| Task statement |
Whenever the word "FocusAction" appears in a line of the data below, copy that line.
*** Begin section ***
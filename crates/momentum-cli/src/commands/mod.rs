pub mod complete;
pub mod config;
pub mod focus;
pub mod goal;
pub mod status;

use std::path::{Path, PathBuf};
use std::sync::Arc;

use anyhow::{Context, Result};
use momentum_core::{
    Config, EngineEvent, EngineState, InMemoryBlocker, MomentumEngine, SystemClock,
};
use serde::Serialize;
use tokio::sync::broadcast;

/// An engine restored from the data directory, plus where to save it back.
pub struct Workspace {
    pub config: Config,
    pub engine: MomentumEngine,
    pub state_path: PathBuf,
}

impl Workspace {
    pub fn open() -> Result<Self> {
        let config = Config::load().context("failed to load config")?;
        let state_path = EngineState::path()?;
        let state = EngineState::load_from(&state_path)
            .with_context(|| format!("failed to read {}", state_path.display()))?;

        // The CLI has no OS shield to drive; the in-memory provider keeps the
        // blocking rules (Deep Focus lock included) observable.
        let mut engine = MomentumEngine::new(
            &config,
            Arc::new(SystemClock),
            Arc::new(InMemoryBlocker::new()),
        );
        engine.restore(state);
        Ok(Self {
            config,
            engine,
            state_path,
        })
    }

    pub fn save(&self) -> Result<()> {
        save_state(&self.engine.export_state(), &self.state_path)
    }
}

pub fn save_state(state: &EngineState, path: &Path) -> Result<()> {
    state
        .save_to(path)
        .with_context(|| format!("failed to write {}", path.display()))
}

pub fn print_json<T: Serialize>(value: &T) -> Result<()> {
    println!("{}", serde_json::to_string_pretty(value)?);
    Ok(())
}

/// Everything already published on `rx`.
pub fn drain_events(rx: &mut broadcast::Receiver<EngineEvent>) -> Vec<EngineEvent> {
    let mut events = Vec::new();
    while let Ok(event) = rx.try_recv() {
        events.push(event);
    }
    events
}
*** End section ***
*** Begin section ***
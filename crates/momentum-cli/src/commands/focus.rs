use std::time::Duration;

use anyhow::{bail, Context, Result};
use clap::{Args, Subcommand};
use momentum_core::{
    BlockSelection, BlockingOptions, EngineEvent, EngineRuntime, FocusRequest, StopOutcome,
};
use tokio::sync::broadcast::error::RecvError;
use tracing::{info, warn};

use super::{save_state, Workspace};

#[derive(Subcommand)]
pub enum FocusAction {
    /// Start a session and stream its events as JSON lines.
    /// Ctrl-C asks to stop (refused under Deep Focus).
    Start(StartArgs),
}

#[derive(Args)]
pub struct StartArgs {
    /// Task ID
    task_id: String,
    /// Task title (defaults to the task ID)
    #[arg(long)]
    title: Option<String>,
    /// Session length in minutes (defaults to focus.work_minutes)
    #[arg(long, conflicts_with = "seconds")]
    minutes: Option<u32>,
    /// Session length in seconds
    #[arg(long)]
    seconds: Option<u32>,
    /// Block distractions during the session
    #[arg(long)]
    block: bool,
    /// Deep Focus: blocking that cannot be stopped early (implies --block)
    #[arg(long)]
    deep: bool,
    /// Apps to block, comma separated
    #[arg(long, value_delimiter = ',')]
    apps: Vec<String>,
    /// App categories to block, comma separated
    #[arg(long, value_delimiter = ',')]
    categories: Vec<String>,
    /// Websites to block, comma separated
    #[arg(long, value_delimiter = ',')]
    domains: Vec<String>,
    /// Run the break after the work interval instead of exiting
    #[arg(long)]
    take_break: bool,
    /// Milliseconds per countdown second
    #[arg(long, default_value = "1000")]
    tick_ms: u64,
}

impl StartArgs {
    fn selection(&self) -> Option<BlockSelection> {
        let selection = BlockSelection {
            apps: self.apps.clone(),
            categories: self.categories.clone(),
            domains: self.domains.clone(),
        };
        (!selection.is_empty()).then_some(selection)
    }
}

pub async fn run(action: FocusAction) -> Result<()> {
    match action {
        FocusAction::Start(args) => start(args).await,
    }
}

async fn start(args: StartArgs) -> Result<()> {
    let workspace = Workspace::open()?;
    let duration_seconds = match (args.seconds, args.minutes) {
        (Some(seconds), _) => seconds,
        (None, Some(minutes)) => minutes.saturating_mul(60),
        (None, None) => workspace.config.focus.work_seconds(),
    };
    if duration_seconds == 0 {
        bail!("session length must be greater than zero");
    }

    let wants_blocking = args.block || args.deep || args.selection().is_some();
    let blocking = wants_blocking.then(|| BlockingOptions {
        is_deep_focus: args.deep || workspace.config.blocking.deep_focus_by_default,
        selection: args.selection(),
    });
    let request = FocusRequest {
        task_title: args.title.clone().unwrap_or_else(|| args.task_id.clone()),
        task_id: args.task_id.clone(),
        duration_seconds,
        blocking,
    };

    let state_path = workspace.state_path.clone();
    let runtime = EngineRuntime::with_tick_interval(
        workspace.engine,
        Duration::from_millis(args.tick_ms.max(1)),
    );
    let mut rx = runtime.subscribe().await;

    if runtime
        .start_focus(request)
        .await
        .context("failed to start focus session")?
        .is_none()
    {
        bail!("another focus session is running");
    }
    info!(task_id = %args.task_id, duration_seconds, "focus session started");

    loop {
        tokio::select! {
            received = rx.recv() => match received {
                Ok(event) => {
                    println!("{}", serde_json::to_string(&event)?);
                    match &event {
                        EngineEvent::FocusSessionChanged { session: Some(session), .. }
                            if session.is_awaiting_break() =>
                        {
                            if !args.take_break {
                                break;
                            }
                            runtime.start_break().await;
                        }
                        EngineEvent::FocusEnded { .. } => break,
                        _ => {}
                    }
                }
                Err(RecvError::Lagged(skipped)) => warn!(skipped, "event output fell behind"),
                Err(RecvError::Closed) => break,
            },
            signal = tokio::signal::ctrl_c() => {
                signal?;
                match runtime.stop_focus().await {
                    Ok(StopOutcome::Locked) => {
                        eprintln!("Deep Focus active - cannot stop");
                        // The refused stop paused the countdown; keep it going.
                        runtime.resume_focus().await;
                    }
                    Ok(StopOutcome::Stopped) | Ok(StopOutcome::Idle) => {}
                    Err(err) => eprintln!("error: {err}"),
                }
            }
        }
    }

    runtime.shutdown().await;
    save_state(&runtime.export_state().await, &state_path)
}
*** End section ***
*** Begin section ***
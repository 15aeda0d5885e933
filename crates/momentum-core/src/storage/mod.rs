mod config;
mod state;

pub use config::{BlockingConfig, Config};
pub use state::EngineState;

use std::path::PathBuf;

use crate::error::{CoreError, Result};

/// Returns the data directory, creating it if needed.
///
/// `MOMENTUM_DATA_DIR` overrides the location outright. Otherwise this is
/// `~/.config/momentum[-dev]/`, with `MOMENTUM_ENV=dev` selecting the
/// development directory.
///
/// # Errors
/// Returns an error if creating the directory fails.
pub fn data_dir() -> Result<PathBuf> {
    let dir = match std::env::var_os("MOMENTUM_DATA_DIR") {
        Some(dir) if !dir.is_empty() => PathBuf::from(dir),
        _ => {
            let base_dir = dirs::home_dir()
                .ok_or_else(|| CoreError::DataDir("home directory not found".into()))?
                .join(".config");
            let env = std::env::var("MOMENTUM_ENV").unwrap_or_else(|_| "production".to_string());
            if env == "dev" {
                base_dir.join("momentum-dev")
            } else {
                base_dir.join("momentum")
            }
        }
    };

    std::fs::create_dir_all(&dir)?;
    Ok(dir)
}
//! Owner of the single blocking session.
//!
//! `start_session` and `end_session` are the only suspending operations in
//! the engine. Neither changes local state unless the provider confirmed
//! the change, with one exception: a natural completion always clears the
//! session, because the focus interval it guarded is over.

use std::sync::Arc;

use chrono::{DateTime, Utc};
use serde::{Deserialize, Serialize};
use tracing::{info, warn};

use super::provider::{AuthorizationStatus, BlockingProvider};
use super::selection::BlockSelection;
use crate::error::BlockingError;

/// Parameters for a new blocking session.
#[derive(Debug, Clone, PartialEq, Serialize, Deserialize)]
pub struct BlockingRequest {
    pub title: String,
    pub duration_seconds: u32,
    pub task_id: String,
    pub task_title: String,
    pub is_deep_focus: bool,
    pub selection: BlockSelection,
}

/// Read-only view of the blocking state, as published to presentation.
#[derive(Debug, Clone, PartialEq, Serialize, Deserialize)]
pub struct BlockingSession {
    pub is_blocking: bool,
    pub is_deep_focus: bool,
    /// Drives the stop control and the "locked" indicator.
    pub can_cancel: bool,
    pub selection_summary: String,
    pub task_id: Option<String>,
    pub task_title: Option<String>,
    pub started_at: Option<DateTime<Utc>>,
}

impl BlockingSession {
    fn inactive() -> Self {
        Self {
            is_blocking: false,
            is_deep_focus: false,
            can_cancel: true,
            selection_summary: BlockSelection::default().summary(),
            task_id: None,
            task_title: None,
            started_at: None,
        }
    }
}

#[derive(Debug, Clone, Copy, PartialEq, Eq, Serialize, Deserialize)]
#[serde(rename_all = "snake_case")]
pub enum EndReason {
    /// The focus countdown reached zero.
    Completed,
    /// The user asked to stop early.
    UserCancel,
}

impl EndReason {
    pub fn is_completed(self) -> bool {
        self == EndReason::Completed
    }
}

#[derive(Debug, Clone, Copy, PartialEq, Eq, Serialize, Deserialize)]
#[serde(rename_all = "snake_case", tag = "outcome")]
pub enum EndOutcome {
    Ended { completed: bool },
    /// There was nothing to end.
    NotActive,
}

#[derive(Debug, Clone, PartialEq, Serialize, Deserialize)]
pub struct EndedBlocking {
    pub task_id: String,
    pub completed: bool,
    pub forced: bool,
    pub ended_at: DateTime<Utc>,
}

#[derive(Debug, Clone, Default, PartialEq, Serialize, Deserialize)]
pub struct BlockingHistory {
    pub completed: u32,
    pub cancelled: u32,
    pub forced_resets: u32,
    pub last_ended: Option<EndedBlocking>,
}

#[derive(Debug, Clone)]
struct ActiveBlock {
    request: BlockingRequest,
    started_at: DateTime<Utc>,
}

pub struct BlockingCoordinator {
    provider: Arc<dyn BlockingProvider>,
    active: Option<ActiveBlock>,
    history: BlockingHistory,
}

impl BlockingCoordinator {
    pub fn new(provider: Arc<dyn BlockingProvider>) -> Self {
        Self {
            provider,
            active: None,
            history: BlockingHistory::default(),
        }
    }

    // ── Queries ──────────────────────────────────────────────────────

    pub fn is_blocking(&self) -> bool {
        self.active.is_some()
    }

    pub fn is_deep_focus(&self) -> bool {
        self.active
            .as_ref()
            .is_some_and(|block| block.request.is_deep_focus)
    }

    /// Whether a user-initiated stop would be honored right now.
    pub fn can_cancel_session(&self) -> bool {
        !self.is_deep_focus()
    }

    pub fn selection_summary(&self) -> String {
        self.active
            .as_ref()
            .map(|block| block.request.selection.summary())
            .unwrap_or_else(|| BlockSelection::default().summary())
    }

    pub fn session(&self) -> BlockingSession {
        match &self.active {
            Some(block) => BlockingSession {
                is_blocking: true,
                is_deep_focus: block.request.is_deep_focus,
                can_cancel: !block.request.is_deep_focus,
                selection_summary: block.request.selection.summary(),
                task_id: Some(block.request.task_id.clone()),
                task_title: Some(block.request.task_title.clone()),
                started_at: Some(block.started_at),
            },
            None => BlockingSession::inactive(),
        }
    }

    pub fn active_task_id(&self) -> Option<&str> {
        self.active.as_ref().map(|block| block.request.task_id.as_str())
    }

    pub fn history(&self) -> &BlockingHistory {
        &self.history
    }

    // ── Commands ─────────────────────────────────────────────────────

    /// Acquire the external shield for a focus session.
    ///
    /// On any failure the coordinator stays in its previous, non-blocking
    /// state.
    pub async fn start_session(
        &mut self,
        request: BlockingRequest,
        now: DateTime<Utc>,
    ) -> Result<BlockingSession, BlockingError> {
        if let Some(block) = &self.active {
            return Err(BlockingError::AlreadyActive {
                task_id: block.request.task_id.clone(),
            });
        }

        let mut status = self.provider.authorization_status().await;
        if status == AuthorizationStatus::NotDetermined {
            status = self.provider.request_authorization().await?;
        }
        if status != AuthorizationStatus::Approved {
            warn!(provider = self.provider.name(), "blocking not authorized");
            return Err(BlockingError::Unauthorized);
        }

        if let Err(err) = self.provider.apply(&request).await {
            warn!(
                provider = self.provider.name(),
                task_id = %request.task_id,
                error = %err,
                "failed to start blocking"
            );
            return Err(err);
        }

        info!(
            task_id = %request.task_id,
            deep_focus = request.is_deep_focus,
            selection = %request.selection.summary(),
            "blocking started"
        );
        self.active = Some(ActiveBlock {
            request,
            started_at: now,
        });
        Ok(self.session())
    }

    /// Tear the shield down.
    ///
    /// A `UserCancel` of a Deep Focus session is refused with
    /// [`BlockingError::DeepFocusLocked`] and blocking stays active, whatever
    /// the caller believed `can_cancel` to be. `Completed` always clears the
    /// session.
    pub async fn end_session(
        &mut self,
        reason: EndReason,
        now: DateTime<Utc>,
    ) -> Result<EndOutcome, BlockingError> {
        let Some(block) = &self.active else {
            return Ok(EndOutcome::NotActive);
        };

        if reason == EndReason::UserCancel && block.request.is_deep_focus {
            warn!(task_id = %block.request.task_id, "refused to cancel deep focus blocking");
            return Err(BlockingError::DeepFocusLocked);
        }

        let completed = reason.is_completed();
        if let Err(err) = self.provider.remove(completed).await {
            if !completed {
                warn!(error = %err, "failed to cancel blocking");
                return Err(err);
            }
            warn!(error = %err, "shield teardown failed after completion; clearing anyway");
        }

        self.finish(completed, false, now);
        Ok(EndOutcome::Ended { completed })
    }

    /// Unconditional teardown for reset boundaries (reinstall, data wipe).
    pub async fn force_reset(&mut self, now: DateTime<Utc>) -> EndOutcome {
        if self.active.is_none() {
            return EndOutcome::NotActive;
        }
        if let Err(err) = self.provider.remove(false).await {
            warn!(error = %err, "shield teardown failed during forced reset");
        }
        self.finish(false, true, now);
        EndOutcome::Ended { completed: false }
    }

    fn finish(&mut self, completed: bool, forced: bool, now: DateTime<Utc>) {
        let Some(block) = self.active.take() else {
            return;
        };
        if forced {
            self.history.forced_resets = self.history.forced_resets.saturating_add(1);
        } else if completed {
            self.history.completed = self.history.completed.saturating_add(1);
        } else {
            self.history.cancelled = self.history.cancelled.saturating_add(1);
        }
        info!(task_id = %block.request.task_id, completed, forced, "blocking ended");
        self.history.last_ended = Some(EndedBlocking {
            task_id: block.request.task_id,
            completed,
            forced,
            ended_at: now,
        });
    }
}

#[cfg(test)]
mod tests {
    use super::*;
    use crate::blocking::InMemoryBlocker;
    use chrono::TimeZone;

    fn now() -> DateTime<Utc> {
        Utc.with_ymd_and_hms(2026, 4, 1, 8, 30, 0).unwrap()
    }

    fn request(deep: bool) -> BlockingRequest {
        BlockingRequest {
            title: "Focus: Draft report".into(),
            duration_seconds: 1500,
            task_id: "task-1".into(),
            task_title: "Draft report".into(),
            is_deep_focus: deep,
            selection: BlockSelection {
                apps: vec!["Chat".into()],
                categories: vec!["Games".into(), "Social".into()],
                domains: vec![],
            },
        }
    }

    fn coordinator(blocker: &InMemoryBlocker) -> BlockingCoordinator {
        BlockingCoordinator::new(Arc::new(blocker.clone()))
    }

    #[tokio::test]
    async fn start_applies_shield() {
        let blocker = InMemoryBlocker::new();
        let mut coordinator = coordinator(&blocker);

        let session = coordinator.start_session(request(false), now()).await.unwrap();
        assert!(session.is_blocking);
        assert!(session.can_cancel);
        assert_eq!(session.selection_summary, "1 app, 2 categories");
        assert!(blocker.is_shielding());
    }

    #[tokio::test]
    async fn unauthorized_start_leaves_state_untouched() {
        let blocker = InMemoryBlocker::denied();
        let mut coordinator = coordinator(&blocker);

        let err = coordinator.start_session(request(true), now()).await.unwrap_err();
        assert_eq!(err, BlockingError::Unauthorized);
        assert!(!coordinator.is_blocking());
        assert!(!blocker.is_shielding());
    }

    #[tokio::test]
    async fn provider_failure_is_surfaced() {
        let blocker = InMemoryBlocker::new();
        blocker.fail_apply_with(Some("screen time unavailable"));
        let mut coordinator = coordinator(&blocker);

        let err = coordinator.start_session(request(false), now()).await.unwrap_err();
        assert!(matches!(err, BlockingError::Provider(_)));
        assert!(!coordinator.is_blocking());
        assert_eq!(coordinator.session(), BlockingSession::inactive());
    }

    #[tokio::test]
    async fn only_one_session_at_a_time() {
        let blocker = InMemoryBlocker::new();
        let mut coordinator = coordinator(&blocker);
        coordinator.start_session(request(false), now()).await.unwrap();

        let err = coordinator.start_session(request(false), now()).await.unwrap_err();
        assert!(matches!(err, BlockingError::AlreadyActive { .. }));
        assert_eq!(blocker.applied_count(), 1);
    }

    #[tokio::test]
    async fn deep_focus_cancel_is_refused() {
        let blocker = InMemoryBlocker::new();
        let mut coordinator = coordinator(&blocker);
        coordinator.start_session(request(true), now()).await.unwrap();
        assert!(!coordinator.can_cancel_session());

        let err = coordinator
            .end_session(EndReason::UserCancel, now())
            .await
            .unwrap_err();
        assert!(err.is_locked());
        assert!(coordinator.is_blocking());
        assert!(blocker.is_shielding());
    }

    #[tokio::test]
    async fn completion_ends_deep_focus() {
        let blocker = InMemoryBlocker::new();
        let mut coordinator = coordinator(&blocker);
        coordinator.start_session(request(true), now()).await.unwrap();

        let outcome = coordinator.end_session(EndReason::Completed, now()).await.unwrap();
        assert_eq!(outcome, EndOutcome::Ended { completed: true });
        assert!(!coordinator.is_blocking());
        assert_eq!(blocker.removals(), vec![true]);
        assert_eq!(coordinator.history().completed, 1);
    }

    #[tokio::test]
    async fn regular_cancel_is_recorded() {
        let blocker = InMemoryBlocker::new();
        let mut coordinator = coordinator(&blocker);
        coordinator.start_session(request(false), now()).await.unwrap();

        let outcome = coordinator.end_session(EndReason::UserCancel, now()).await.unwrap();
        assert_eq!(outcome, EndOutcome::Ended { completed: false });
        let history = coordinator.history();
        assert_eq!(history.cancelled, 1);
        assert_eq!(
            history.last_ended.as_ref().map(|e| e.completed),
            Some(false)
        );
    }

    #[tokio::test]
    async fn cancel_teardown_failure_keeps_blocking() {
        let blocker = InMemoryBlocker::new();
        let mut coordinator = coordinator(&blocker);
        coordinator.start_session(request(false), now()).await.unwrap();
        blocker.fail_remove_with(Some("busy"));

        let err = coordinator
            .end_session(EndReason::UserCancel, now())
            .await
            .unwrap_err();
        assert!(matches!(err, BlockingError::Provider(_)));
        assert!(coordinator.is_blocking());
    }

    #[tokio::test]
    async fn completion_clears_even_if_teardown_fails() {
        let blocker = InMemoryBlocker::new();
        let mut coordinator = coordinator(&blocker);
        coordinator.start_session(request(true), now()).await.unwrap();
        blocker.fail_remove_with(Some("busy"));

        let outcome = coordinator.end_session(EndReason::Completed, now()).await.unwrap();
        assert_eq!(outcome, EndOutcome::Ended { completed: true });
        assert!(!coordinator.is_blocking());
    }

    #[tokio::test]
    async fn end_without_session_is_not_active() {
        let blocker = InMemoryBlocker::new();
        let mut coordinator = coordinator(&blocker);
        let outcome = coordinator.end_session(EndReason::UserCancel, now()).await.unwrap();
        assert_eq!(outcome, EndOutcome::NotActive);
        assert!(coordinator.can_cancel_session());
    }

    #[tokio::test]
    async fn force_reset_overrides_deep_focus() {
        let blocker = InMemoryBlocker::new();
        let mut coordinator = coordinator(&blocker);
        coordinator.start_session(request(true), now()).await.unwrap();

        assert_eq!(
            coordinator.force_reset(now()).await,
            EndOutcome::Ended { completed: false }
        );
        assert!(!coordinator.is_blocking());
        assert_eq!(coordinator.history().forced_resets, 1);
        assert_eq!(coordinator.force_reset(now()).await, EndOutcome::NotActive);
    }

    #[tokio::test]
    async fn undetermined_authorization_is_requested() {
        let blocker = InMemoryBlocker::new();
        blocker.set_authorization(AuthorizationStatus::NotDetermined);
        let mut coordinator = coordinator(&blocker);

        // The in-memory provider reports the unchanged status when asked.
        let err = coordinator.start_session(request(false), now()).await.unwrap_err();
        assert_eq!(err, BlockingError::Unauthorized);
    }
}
*** End section ***
| Reply to the task |
pub enum FocusAction {
pub async fn run(action: FocusAction) -> Result<()> {
        FocusAction::Start(args) => start(args).await,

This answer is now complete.